Regardless of what product an enterprise makes or what service it provides, it is likely that it is regularly using and creating a great deal of intellectual property. For example, almost every business enterprise has a trade name and may have one or more trademarks and should consider protecting them. Many will develop creative original designs. Many will have produced, or assisted in the publication, dissemination or retailing of a copyrighted work. Some may have invented or improved a product or service.
IP in business planning
Forward-looking entrepreneurs and enterprises face the challenge of extracting the latent value of their IP and using it effectively in their business strategy. Companies who recognise the value of their IP and dedicate time and resources to protecting and exploiting their IP assets as part of their business strategy, can increase their competitiveness in a variety of ways and in certain cases can be propelled to a leading role within a particular industry.
When drafting a business plan, consider the following IP related questions:
Does your business have products and services with unique features which should be protected?

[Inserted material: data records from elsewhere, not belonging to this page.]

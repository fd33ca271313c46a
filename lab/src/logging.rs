//! Development-time tracing for debugging the simulator.
//!
//! # Separation of Concerns
//!
//! - **Tracing (this module)**: Dev diagnostics via `RUST_LOG`, output to stderr.
//!   Not part of any execution result.
//!
//! - **Execution trace (`sim/trace`)**: The product audit trail of a session.
//!   Always recorded, unaffected by `RUST_LOG`.

use tracing_subscriber::{EnvFilter, fmt, layer::SubscriberExt, util::SubscriberInitExt};

/// Initialize tracing subscriber for development logging.
///
/// Reads `RUST_LOG` env var. Defaults to `warn` if unset.
/// Output: stderr, compact format. Panics if a global subscriber is already
/// installed; use [`try_init`] when that is possible.
///
/// # Example
/// ```bash
/// RUST_LOG=lab=debug cargo test -p lab
/// ```
pub fn init() {
    if let Err(err) = try_init() {
        panic!("install tracing subscriber: {err}");
    }
}

/// Like [`init`], but reports an already-installed subscriber as an error.
pub fn try_init() -> Result<(), tracing_subscriber::util::TryInitError> {
    let filter = EnvFilter::try_from_default_env().unwrap_or_else(|_| EnvFilter::new("warn"));

    tracing_subscriber::registry()
        .with(filter)
        .with(fmt::layer().with_writer(std::io::stderr).compact())
        .try_init()
}
//! Baseline execution with no admissibility check.

use crate::core::bundle::ActionBundle;
use crate::core::outcome::ExecResult;
use crate::executor::Executor;
use crate::sim::resources::ResourceManager;
use crate::sim::trace::TraceLog;

/// Everything a naive run leaves behind.
#[derive(Debug, Clone)]
pub struct NaiveRun {
    pub result: ExecResult,
    pub resources: ResourceManager,
    pub trace: TraceLog,
}

/// Execute `bundle` with no gate against `resources` and `trace`.
///
/// Missing resources or trace start fresh. Both are handed back so callers
/// can inspect the state the bundle left behind.
pub fn run_naive(
    bundle: &ActionBundle,
    resources: Option<ResourceManager>,
    trace: Option<TraceLog>,
) -> NaiveRun {
    let mut executor = Executor::new(
        resources.unwrap_or_default(),
        trace.unwrap_or_default(),
        None,
    );
    let result = executor.execute(bundle);
    let (resources, trace) = executor.into_parts();
    NaiveRun {
        result,
        resources,
        trace,
    }
}
//! Deterministic execution-boundary simulator for action bundles.
//!
//! This crate executes structured mutation requests ("action bundles") against
//! an in-memory resource store and records every step to an ordered trace log.
//! An optional admissibility gate sees each bundle before it can touch state.
//! The architecture keeps a strict separation:
//!
//! - **[`core`]**: Pure, deterministic data model (bundles, verdicts, effective
//!   context, results). No state, fully testable in isolation.
//! - **[`sim`]**: The simulated resources and the trace log. In-memory only,
//!   owned by a single executor session.
//!
//! Orchestration ([`executor`], [`naive`]) ties the gate contract ([`gate`])
//! to the simulated resources.

pub mod config;
pub mod core;
pub mod executor;
pub mod gate;
pub mod logging;
pub mod naive;
pub mod sim;
#[cfg(any(test, feature = "test-support"))]
pub mod test_support;
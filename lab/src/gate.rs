//! Admissibility gate contract.
//!
//! A gate sees every bundle before it can touch state and answers with a
//! [`Verdict`]. The executor depends only on the [`Gate`] trait; concrete
//! policies live outside this crate.
//!
//! A conformant gate is:
//! - **Pure**: the same bundle and snapshot always yield the same verdict.
//! - **Side-effect free**: both inputs are shared borrows and stay untouched.
//! - **Total**: every syntactically valid bundle gets one of the three
//!   verdicts. A gate that cannot decide answers [`Verdict::Hold`].

use serde::Serialize;
use thiserror::Error;

use crate::core::bundle::ActionBundle;
use crate::core::verdict::Verdict;
use crate::sim::db::Tables;
use crate::sim::fs::Directory;

/// Read-only, copy-isolated view handed to a gate.
///
/// Owns deep copies of both stores, so nothing a gate does with it can reach
/// live state.
#[derive(Debug, Clone, PartialEq, Serialize)]
pub struct ContextSnapshot {
    pub filesystem: Directory,
    pub database: Tables,
    /// Effective role (`context_fields.user_role`, else the configured default).
    pub permissions: String,
    /// Effective environment (`context_fields.environment`, else the configured default).
    pub mode: String,
}

impl ContextSnapshot {
    /// Empty stores with the stock `admin`/`production` fallbacks.
    pub fn empty() -> Self {
        Self {
            filesystem: Directory::new(),
            database: Tables::new(),
            permissions: "admin".to_string(),
            mode: "production".to_string(),
        }
    }
}

#[derive(Debug, Clone, PartialEq, Eq, Error)]
pub enum GateError {
    /// The policy-free [`BaseGate`] was asked for a decision.
    #[error("Gate::evaluate must be implemented by a concrete gate")]
    Unimplemented,

    /// The gate broke its contract (e.g. an internal fault while deciding).
    #[error("gate failed: {0}")]
    Failed(String),
}

pub trait Gate {
    fn evaluate(
        &self,
        bundle: &ActionBundle,
        snapshot: &ContextSnapshot,
    ) -> Result<Verdict, GateError>;
}

impl<G: Gate + ?Sized> Gate for &G {
    fn evaluate(
        &self,
        bundle: &ActionBundle,
        snapshot: &ContextSnapshot,
    ) -> Result<Verdict, GateError> {
        (**self).evaluate(bundle, snapshot)
    }
}

impl<G: Gate + ?Sized> Gate for Box<G> {
    fn evaluate(
        &self,
        bundle: &ActionBundle,
        snapshot: &ContextSnapshot,
    ) -> Result<Verdict, GateError> {
        (**self).evaluate(bundle, snapshot)
    }
}

/// Policy-free gate. Always fails with [`GateError::Unimplemented`].
///
/// Exists so conformance suites can tell an implementation that overrides
/// `evaluate` from one that does not. It is not a fallback policy.
#[derive(Debug, Clone, Copy, Default)]
pub struct BaseGate;

impl Gate for BaseGate {
    fn evaluate(
        &self,
        _bundle: &ActionBundle,
        _snapshot: &ContextSnapshot,
    ) -> Result<Verdict, GateError> {
        Err(GateError::Unimplemented)
    }
}
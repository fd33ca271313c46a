//! Action bundles: the structured requests the executor consumes.

use std::fmt;

use serde::{Deserialize, Serialize};
use serde_json::{Map, Value};

/// Operation requested by a bundle.
///
/// Unrecognized names are kept verbatim in [`OperationType::Unknown`] so the
/// executor can report them instead of rejecting the bundle at decode time.
#[derive(Debug, Clone, PartialEq, Eq, Serialize, Deserialize)]
#[serde(from = "String", into = "String")]
pub enum OperationType {
    Write,
    Delete,
    Update,
    Batch,
    Sync,
    Unknown(String),
}

impl OperationType {
    pub fn as_str(&self) -> &str {
        match self {
            OperationType::Write => "write",
            OperationType::Delete => "delete",
            OperationType::Update => "update",
            OperationType::Batch => "batch",
            OperationType::Sync => "sync",
            OperationType::Unknown(name) => name,
        }
    }
}

impl From<String> for OperationType {
    fn from(name: String) -> Self {
        match name.as_str() {
            "write" => OperationType::Write,
            "delete" => OperationType::Delete,
            "update" => OperationType::Update,
            "batch" => OperationType::Batch,
            "sync" => OperationType::Sync,
            _ => OperationType::Unknown(name),
        }
    }
}

impl From<&str> for OperationType {
    fn from(name: &str) -> Self {
        OperationType::from(name.to_string())
    }
}

impl From<OperationType> for String {
    fn from(op: OperationType) -> Self {
        op.as_str().to_string()
    }
}

impl fmt::Display for OperationType {
    fn fmt(&self, f: &mut fmt::Formatter<'_>) -> fmt::Result {
        f.write_str(self.as_str())
    }
}

/// A single request to mutate simulated resources.
///
/// Field names are part of the interchange format and must stay verbatim.
/// The executor and gates only ever borrow a bundle immutably.
#[derive(Debug, Clone, PartialEq, Serialize, Deserialize)]
pub struct ActionBundle {
    pub operation_type: OperationType,
    #[serde(default)]
    pub target_resource: String,
    /// Operation-specific body: a mapping, or a sequence of sub-operations
    /// for `batch`.
    #[serde(default = "empty_object")]
    pub payload: Value,
    /// Operation-scoped hints.
    #[serde(default)]
    pub metadata: Map<String, Value>,
    /// Caller-asserted execution context (role, environment, flags).
    #[serde(default)]
    pub context_fields: Map<String, Value>,
}

impl ActionBundle {
    pub fn new(operation_type: impl Into<OperationType>, target_resource: impl Into<String>) -> Self {
        Self {
            operation_type: operation_type.into(),
            target_resource: target_resource.into(),
            payload: empty_object(),
            metadata: Map::new(),
            context_fields: Map::new(),
        }
    }

    pub fn with_payload(mut self, payload: Value) -> Self {
        self.payload = payload;
        self
    }

    pub fn with_metadata(mut self, key: &str, value: impl Into<Value>) -> Self {
        self.metadata.insert(key.to_string(), value.into());
        self
    }

    pub fn with_context(mut self, key: &str, value: impl Into<Value>) -> Self {
        self.context_fields.insert(key.to_string(), value.into());
        self
    }

    /// Decode a bundle from its JSON representation.
    pub fn from_json(value: Value) -> serde_json::Result<Self> {
        serde_json::from_value(value)
    }
}

fn empty_object() -> Value {
    Value::Object(Map::new())
}
//! Simulated resources and the execution trace.
//!
//! Everything here is in-memory and owned by a single executor session.
//! Nothing touches the host filesystem or any database.

pub mod db;
pub mod error;
pub mod fs;
pub mod resources;
pub mod trace;
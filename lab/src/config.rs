//! Executor configuration (TOML).

use anyhow::{Context, Result, anyhow};
use serde::{Deserialize, Serialize};

use crate::core::context::ContextDefaults;
use crate::sim::fs::parse_path;

/// Knobs for the execution core.
///
/// Missing fields default to the stock simulator behavior, so an empty document
/// is a valid configuration.
#[derive(Debug, Clone, Serialize, Deserialize, PartialEq, Eq)]
#[serde(default)]
pub struct LabConfig {
    /// Role reported to gates when the bundle declares no `user_role`.
    pub default_role: String,

    /// Mode reported to gates when the bundle declares no `environment`.
    pub default_mode: String,

    /// Environment used by `sync` when neither metadata nor context name one.
    pub sync_fallback_environment: String,

    /// File purged by the critical-priority side effect of `write`.
    pub rotation_path: String,

    /// Target name that redirects batch `delete` steps to `batch_multi_path`.
    pub batch_multi_target: String,

    pub batch_multi_path: String,

    pub defaults: ContextDefaults,
}

impl Default for LabConfig {
    fn default() -> Self {
        Self {
            default_role: "admin".to_string(),
            default_mode: "production".to_string(),
            sync_fallback_environment: "staging".to_string(),
            rotation_path: "/logs/system.log.old".to_string(),
            batch_multi_target: "multi".to_string(),
            batch_multi_path: "/data".to_string(),
            defaults: ContextDefaults::default(),
        }
    }
}

impl LabConfig {
    pub fn validate(&self) -> Result<()> {
        for (name, value) in [
            ("default_role", &self.default_role),
            ("default_mode", &self.default_mode),
            ("sync_fallback_environment", &self.sync_fallback_environment),
            ("batch_multi_target", &self.batch_multi_target),
            ("defaults.priority", &self.defaults.priority),
        ] {
            if value.trim().is_empty() {
                return Err(anyhow!("{name} must be non-empty"));
            }
        }
        parse_path(&self.rotation_path)
            .map_err(|err| anyhow!("rotation_path is not a store path: {err}"))?;
        parse_path(&self.batch_multi_path)
            .map_err(|err| anyhow!("batch_multi_path is not a store path: {err}"))?;
        Ok(())
    }

    pub fn from_toml_str(contents: &str) -> Result<Self> {
        let cfg: LabConfig = toml::from_str(contents).context("parse lab config")?;
        cfg.validate()?;
        Ok(cfg)
    }
}
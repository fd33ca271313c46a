//! In-memory hierarchical filesystem.

use indexmap::IndexMap;
use serde::Serialize;
use serde_json::Value;
use tracing::debug;

use crate::sim::error::StoreError;

/// Children of a directory, keyed by entry name, in creation order.
pub type Directory = IndexMap<String, FsNode>;

/// A filesystem entry: a leaf file holding any value, or a directory.
///
/// Serializes as a nested mapping (directories become objects, files become
/// their value), which is the shape snapshots are inspected in.
#[derive(Debug, Clone, PartialEq, Serialize)]
#[serde(untagged)]
pub enum FsNode {
    File(Value),
    Directory(Directory),
}

impl FsNode {
    pub fn as_file(&self) -> Option<&Value> {
        match self {
            FsNode::File(value) => Some(value),
            FsNode::Directory(_) => None,
        }
    }

    pub fn is_dir(&self) -> bool {
        matches!(self, FsNode::Directory(_))
    }
}

/// Split a `/`-delimited path into its segments.
///
/// Leading and trailing slashes are ignored. The root itself and paths with
/// empty segments (`a//b`) are rejected.
pub fn parse_path(path: &str) -> Result<Vec<&str>, StoreError> {
    let trimmed = path.trim_matches('/');
    let parts: Vec<&str> = trimmed.split('/').collect();
    if parts.iter().any(|part| part.is_empty()) {
        return Err(StoreError::InvalidPath {
            path: path.to_string(),
        });
    }
    Ok(parts)
}

/// Dict-of-dicts filesystem with deep-copy snapshots.
#[derive(Debug, Clone, Default)]
pub struct Filesystem {
    root: Directory,
}

impl Filesystem {
    pub fn new() -> Self {
        Self::default()
    }

    /// Store `data` as a file at `path`, creating missing parent directories.
    ///
    /// An existing entry at `path` is replaced. A file standing where a parent
    /// directory is needed is an error and leaves the tree unchanged.
    pub fn write(&mut self, path: &str, data: Value) -> Result<(), StoreError> {
        let parts = parse_path(path)?;
        let (leaf, parents) = split_leaf(path, &parts)?;

        // Reject before creating anything so a failed write has no effect.
        self.check_writable(parents)?;

        let mut dir = &mut self.root;
        for part in parents {
            let node = dir
                .entry((*part).to_string())
                .or_insert_with(|| FsNode::Directory(Directory::new()));
            dir = match node {
                FsNode::Directory(children) => children,
                FsNode::File(_) => {
                    return Err(StoreError::NotADirectory {
                        path: path.to_string(),
                    });
                }
            };
        }
        dir.insert(leaf.to_string(), FsNode::File(data));
        debug!(path, "fs write");
        Ok(())
    }

    pub fn read(&self, path: &str) -> Result<&FsNode, StoreError> {
        let parts = parse_path(path)?;
        let (leaf, parents) = split_leaf(path, &parts)?;
        let dir = self.parent_dir(path, parents)?;
        dir.get(leaf).ok_or_else(|| StoreError::NotFound {
            path: path.to_string(),
        })
    }

    pub fn exists(&self, path: &str) -> bool {
        self.read(path).is_ok()
    }

    /// Remove the entry at `path`.
    ///
    /// Files and empty directories are always removable. A non-empty
    /// directory requires `recursive`, in which case the whole subtree goes
    /// in a single removal.
    pub fn delete(&mut self, path: &str, recursive: bool) -> Result<(), StoreError> {
        let parts = parse_path(path)?;
        let (leaf, parents) = split_leaf(path, &parts)?;
        let dir = self.parent_dir_mut(path, parents)?;

        match dir.get(leaf) {
            None => {
                return Err(StoreError::NotFound {
                    path: path.to_string(),
                });
            }
            Some(FsNode::Directory(children)) if !children.is_empty() && !recursive => {
                return Err(StoreError::DirectoryNotEmpty {
                    path: path.to_string(),
                });
            }
            Some(_) => {}
        }
        dir.shift_remove(leaf);
        debug!(path, recursive, "fs delete");
        Ok(())
    }

    /// Independent deep copy of the whole tree.
    pub fn snapshot(&self) -> Directory {
        self.root.clone()
    }

    fn check_writable(&self, parents: &[&str]) -> Result<(), StoreError> {
        let mut dir = &self.root;
        for (depth, part) in parents.iter().enumerate() {
            match dir.get(*part) {
                Some(FsNode::Directory(children)) => dir = children,
                Some(FsNode::File(_)) => {
                    return Err(StoreError::NotADirectory {
                        path: format!("/{}", parents[..=depth].join("/")),
                    });
                }
                None => return Ok(()),
            }
        }
        Ok(())
    }

    fn parent_dir(&self, path: &str, parents: &[&str]) -> Result<&Directory, StoreError> {
        let mut dir = &self.root;
        for part in parents {
            dir = match dir.get(*part) {
                Some(FsNode::Directory(children)) => children,
                Some(FsNode::File(_)) => {
                    return Err(StoreError::NotADirectory {
                        path: path.to_string(),
                    });
                }
                None => {
                    return Err(StoreError::NotFound {
                        path: path.to_string(),
                    });
                }
            };
        }
        Ok(dir)
    }

    fn parent_dir_mut(
        &mut self,
        path: &str,
        parents: &[&str],
    ) -> Result<&mut Directory, StoreError> {
        let mut dir = &mut self.root;
        for part in parents {
            dir = match dir.get_mut(*part) {
                Some(FsNode::Directory(children)) => children,
                Some(FsNode::File(_)) => {
                    return Err(StoreError::NotADirectory {
                        path: path.to_string(),
                    });
                }
                None => {
                    return Err(StoreError::NotFound {
                        path: path.to_string(),
                    });
                }
            };
        }
        Ok(dir)
    }
}

fn split_leaf<'p, 'a>(
    path: &str,
    parts: &'p [&'a str],
) -> Result<(&'a str, &'p [&'a str]), StoreError> {
    match parts.split_last() {
        Some((leaf, parents)) => Ok((*leaf, parents)),
        None => Err(StoreError::InvalidPath {
            path: path.to_string(),
        }),
    }
}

Can you use your IP or IP knowledge to improve the competitiveness of your business?
Will market trends or advances in technology affect your business, your IP and your future IP needs?
Are you possibly infringing IP owned by others and leaving your firm open to a costly legal action.
Completing an IP audit questionnaire can provide an additional useful framework on which to plan a business strategy or an IP licensing strategy.
A business which has recognised IP in its planning can benefit by:
· creating a strong corporate identity and a valuable asset through a trade mark and branding strategy;
· enhancing access to venture capital and ease access to financing for R&D, product development etc.;
· enabling profitable licensing agreements to be entered into;
· preventing competitors from copying your company’s products
A company’s intangible assets – ranging from human capital and know-how to inventions, brands, designs and other products of its intellectual creativity and innovation are today, often more valuable than a company’s physical assets. Intellectual property can be a vital ingredient in securing the commercial success of any company wishing to stay ahead of the field in creating innovative new products, expanding market share and generating customer loyalty. It is very much in the interests of business to make best use of their intangible assets by investigating the opportunities offered by the intellectual property system.
· Further useful business orientated content can be found on the webpage of the SMEs Division of the World Intellectual Property Organisation:
· For more information about IP protection, in particular patents, designs, trade marks and copyright, please visit the relevant sections of our website.
· A practical “Good Practice Guide”, which includes 10 pragmatic recommendations for a better integration of Intellectual Property in your business will help increase your awareness and knowledge of IP issues.
Searching IP online
The internet provides a myriad of data sources which allow the non professional user to obtain considerable information about technology, branding (trade marks) and industrial designs using free of charge search engines.
Please be aware that do-it-yourself searching should not be regarded as a complete and comprehensive search. Users are advised that, business decisions should not be made on the basis of these searches alone. It is advisable to have a professional search done (using a registered patent or trade mark attorney) before taking important business decisions.